I can’t breathe

Death of George Floyd may or may not be a turning point for America. But protests show wound has cut deeper and wider.

By: Editorial | Updated: June 3, 2020 4:27:50 am
Bejan Daruwala, Bejan Daruwala dies, Bejan Daruwala dead, Bejan Daruwala death, Express Editorial, Indian Express The participation in the protests shows that the wound has cut deeper and wider this time, across racial lines.

It is 28 years since four white police officers were acquitted of beating Rodney King to death in Los Angeles, triggering race riots in several cities across the United States. In these nearly three decades, the US has changed in many ways, particularly for the outside world. In a post-Cold War world order, it rose as the only global super power. As a victim of one of the worst acts of terrorism, it fought wars on foreign shores to protect itself from those who threatened the “American way of life”, and declared it would reconstruct those countries that bore the brunt in its own image, by taking to them its own “democratic values”. It policed the world, pronouncing judgement on the lack of freedoms in countries it did not see eye to eye with, threatening them with sanctions or worse. Through it all, however, there was, and there is, much to admire about America, its founding ideals, its freedoms and its wealth. It made new friends, and nations across the world were flattered when it bestowed on them the title of ally. But as it changed, its deepest internal fault line remained unhealed, and erupted repeatedly — Cincinnati, 2001; Ferguson, 2014; Baltimore, 2015; Charlotte, 2016 and countless times in between.

Each racist incident, with its attendant impunity, was a warning that there would be a George Floyd who would come up against a policeman named Derek Chauvin. The election of Barack Obama as the first black president of the United States served both to hide the ugly persistence of racism as well as to aggravate it to the point where a “white backlash” handed over the keys of the White House to Donald Trump. Now bidding for a second term, President Trump, whose popularity may be at a low point for his botched response to the COVID-19 pandemic, has thought nothing of using a white supremacist trope — not the first time he has done this — to portray the violence sweeping through the country as black lawlessness in order to polarise Americans, and play to his own voter base.

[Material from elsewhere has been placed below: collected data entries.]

impl ArtifactStore {
    pub fn new(resolver: Arc<dyn PathResolver>, config: StorageConfig) -> Self {
        Self { resolver, config }
    }

    pub fn config(&self) -> &StorageConfig {
        &self.config
    }

    /// Resolve `location` and require it to be on the local filesystem
    pub fn resolve_local(&self, location: &str) -> Result<PathBuf> {
        self.resolver.resolve(location)?.into_local()
    }

    pub fn shard_dir(root: &Path, shard_id: ShardId) -> PathBuf {
        root.join(format!("shard_{:05}", shard_id))
    }

    pub fn merged_dir(root: &Path) -> PathBuf {
        root.join(MERGED_DIR)
    }

    /// Persist a new shard generation and make it current
    pub fn publish_shard(&self, root: &Path, blob: &[u8], sidecar: SidecarRecord) -> Result<PathBuf> {
        let shard_id = sidecar.shard_id.ok_or_else(|| {
            ShardError::InvalidArgument("shard sidecar without shard_id".into())
        })?;
        self.publish(&Self::shard_dir(root, shard_id), SHARD_PREFIX, blob, sidecar)
    }

    /// Persist a new merged generation and make it current
    pub fn publish_merged(&self, root: &Path, blob: &[u8], sidecar: SidecarRecord) -> Result<PathBuf> {
        self.publish(&Self::merged_dir(root), MERGED_PREFIX, blob, sidecar)
    }

    fn publish(&self, dir: &Path, prefix: &str, blob: &[u8], mut sidecar: SidecarRecord) -> Result<PathBuf> {
        fs::create_dir_all(dir).map_err(|e| ShardError::storage(dir, e))?;

        let stored = match self.config.compression {
            Compression::None => blob.to_vec(),
            Compression::Snappy => snap::raw::Encoder::new()
                .compress_vec(blob)
                .map_err(|e| ShardError::Serialization(format!("snappy: {}", e)))?,
        };
        sidecar.checksum = Checksum::compute(&stored);
        sidecar.stored_len = stored.len() as u64;
        sidecar.compression = self.config.compression;
        let sidecar_bytes = serde_json::to_vec_pretty(&sidecar)?;

        let blob_tmp = self.write_temp(dir, &stored)?;
        let sidecar_tmp = match self.write_temp(dir, &sidecar_bytes) {
            Ok(p) => p,
            Err(e) => {
                let _ = fs::remove_file(&blob_tmp);
                return Err(e);
            }
        };

        let claimed = self.claim_generation(dir, prefix, &blob_tmp, &sidecar_tmp);
        let _ = fs::remove_file(&blob_tmp);
        let _ = fs::remove_file(&sidecar_tmp);
        let blob_path = claimed?;

        let file_name = blob_path
            .file_name()
            .map(|n| n.to_string_lossy().into_owned())
            .unwrap_or_default();
        self.switch_current(dir, &file_name)?;

        debug!(path = %blob_path.display(), bytes = stored.len(), "artifact published");
        Ok(blob_path)
    }

    /// Link temp files to the first free generation; never replaces an existing name
    fn claim_generation(&self, dir: &Path, prefix: &str, blob_tmp: &Path, sidecar_tmp: &Path) -> Result<PathBuf> {
        for _ in 0..MAX_GENERATION_CLAIMS {
            let generation = Self::latest_generation(dir, prefix)? + 1;
            let blob_path = dir.join(format!("{}-{:06}.{}", prefix, generation, BLOB_EXT));
            let sidecar_path = Self::sidecar_path(&blob_path);

            // 先放 sidecar，再放 blob：generation 以 blob 为准
            match fs::hard_link(sidecar_tmp, &sidecar_path) {
                Ok(()) => {}
                Err(e) if e.kind() == ErrorKind::AlreadyExists => continue,
                Err(e) => return Err(ShardError::storage(&sidecar_path, e)),
            }
            match fs::hard_link(blob_tmp, &blob_path) {
                Ok(()) => {
                    self.sync_dir(dir)?;
                    return Ok(blob_path);
                }
                Err(e) => {
                    let _ = fs::remove_file(&sidecar_path);
                    if e.kind() == ErrorKind::AlreadyExists {
                        continue;
                    }
                    return Err(ShardError::storage(&blob_path, e));
                }
            }
        }
        Err(ShardError::storage(
            dir,
            std::io::Error::new(ErrorKind::AlreadyExists, "could not claim a new generation"),
        ))
    }

    fn write_temp(&self, dir: &Path, bytes: &[u8]) -> Result<PathBuf> {
        let n = TEMP_COUNTER.fetch_add(1, Ordering::Relaxed);
        let path = dir.join(format!(".tmp-{}-{}", std::process::id(), n));
        let mut file = OpenOptions::new()
            .write(true)
            .create_new(true)
            .open(&path)
            .map_err(|e| ShardError::storage(&path, e))?;
        file.write_all(bytes).map_err(|e| ShardError::storage(&path, e))?;
        if self.config.fsync {
            file.sync_all().map_err(|e| ShardError::storage(&path, e))?;
        }
        Ok(path)
    }

    fn switch_current(&self, dir: &Path, file_name: &str) -> Result<()> {
        let tmp = self.write_temp(dir, format!("{}\n", file_name).as_bytes())?;
        let current = dir.join(CURRENT_FILE);
        if let Err(e) = fs::rename(&tmp, &current) {
            let _ = fs::remove_file(&tmp);
            return Err(ShardError::storage(&current, e));
        }
        self.sync_dir(dir)
    }

    fn sync_dir(&self, dir: &Path) -> Result<()> {
        if !self.config.fsync {
            return Ok(());
        }
        #[cfg(unix)]
        {
            File::open(dir)
                .and_then(|d| d.sync_all())
                .map_err(|e| ShardError::storage(dir, e))?;
        }
        Ok(())
    }

    fn latest_generation(dir: &Path, prefix: &str) -> Result<u64> {
        let entries = fs::read_dir(dir).map_err(|e| ShardError::storage(dir, e))?;
        let head = format!("{}-", prefix);
        let tail = format!(".{}", BLOB_EXT);

        let mut latest = 0;
        for entry in entries {
            let entry = entry.map_err(|e| ShardError::storage(dir, e))?;
            let name = entry.file_name();
            let name = name.to_string_lossy();
            // a sidecar left behind by an interrupted claim also burns its generation
            let generation = name
                .strip_prefix(head.as_str())
                .and_then(|rest| {
                    rest.strip_suffix(tail.as_str())
                        .or_else(|| rest.strip_suffix(SIDECAR_SUFFIX))
                })
                .and_then(|num| num.parse::<u64>().ok());
            if let Some(g) = generation {
                latest = latest.max(g);
            }
        }
        Ok(latest)
    }

    pub fn sidecar_path(blob_path: &Path) -> PathBuf {
        let mut name = blob_path
            .file_stem()
            .map(|s| s.to_os_string())
            .unwrap_or_default();
        name.push(SIDECAR_SUFFIX);
        blob_path.with_file_name(name)
    }

    pub fn read_sidecar(&self, blob_path: &Path) -> Result<SidecarRecord> {
        let blob_path = self.resolve_local(&blob_path.to_string_lossy())?;
        let path = Self::sidecar_path(&blob_path);
        let bytes = fs::read(&path).map_err(|e| ShardError::storage(&path, e))?;
        let record: SidecarRecord = serde_json::from_slice(&bytes)?;
        if record.format_version != SIDECAR_FORMAT_VERSION {
            return Err(ShardError::Corruption(format!(
                "{}: unsupported sidecar version {}",
                path.display(),
                record.format_version
            )));
        }
        Ok(record)
    }

    /// Read and verify a blob, returning the engine bytes (decompressed)
    pub fn read_blob(&self, blob_path: &Path) -> Result<Vec<u8>> {
        let sidecar = self.read_sidecar(blob_path)?;
        let path = self.resolve_local(&blob_path.to_string_lossy())?;
        let stored = fs::read(&path).map_err(|e| ShardError::storage(&path, e))?;

        if stored.len() as u64 != sidecar.stored_len {
            return Err(ShardError::Corruption(format!(
                "{}: expected {} bytes, found {}",
                path.display(),
                sidecar.stored_len,
                stored.len()
            )));
        }
        Checksum::verify(&stored, sidecar.checksum)
            .map_err(|e| ShardError::Corruption(format!("{}: {}", path.display(), e)))?;

        match sidecar.compression {
            Compression::None => Ok(stored),
            Compression::Snappy => snap::raw::Decoder::new()
                .decompress_vec(&stored)
                .map_err(|e| ShardError::Corruption(format!("{}: snappy: {}", path.display(), e))),
        }
    }

    /// Blob path named by `dir/CURRENT`, if any
    pub fn current(&self, dir: &Path) -> Result<Option<PathBuf>> {
        let pointer = dir.join(CURRENT_FILE);
        match fs::read_to_string(&pointer) {
            Ok(name) => {
                let name = name.trim();
                if name.is_empty() || name.contains(['/', '\\']) {
                    return Err(ShardError::Corruption(format!(
                        "{}: bad pointer '{}'",
                        pointer.display(),
                        name
                    )));
                }
                Ok(Some(dir.join(name)))
            }
            Err(e) if e.kind() == ErrorKind::NotFound => Ok(None),
            Err(e) => Err(ShardError::storage(&pointer, e)),
        }
    }

    pub fn load_shard_artifact(&self, blob_path: &Path) -> Result<ShardArtifact> {
        self.read_sidecar(blob_path)?.to_shard_artifact(blob_path.to_path_buf())
    }

    /// Current artifact of every shard directory under `root`, ordered by shard id
    pub fn list_current_shards(&self, root: &str) -> Result<Vec<ShardArtifact>> {
        let root = self.resolve_local(root)?;
        let entries = fs::read_dir(&root).map_err(|e| ShardError::storage(&root, e))?;

        let mut artifacts = Vec::new();
        for entry in entries {
            let entry = entry.map_err(|e| ShardError::storage(&root, e))?;
            let name = entry.file_name();
            let is_shard_dir = name
                .to_str()
                .and_then(|n| n.strip_prefix("shard_"))
                .map(|n| n.parse::<ShardId>().is_ok())
                .unwrap_or(false);
            if !is_shard_dir {
                continue;
            }
            match self.current(&entry.path())? {
                Some(blob) => artifacts.push(self.load_shard_artifact(&blob)?),
                None => warn!(dir = %entry.path().display(), "shard directory without CURRENT, skipped"),
            }
        }
        artifacts.sort_by_key(|a| a.shard_id);
        Ok(artifacts)
    }

    /// Current merged artifact under `root`, if one was published
    pub fn current_merged(&self, root: &str) -> Result<Option<MergedArtifact>> {
        let root = self.resolve_local(root)?;
        match self.current(&Self::merged_dir(&root))? {
            Some(blob) => Ok(Some(self.read_sidecar(&blob)?.to_merged_artifact(blob)?)),
            None => Ok(None),
        }
    }
}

The manner in which American racism has endured, subverting the country’s deepest democratic institutions in the process, it may be too optimistic to view the present moment as a turning point. But it is not without a glimmer of hope. Not all the anger erupting across American today at the horrific manner in which Floyd died, helplessly pleading to be allowed to breathe, is just black anger. The participation in the protests shows that the wound has cut deeper and wider this time, across racial lines. Perhaps even on Trump’s side of the fence, it may turn out to be the proverbial straw on the camel’s back that can force America to confront the reality of the distance it has still to cover — to fulfil the possibilities of its own admirable democratic ideals.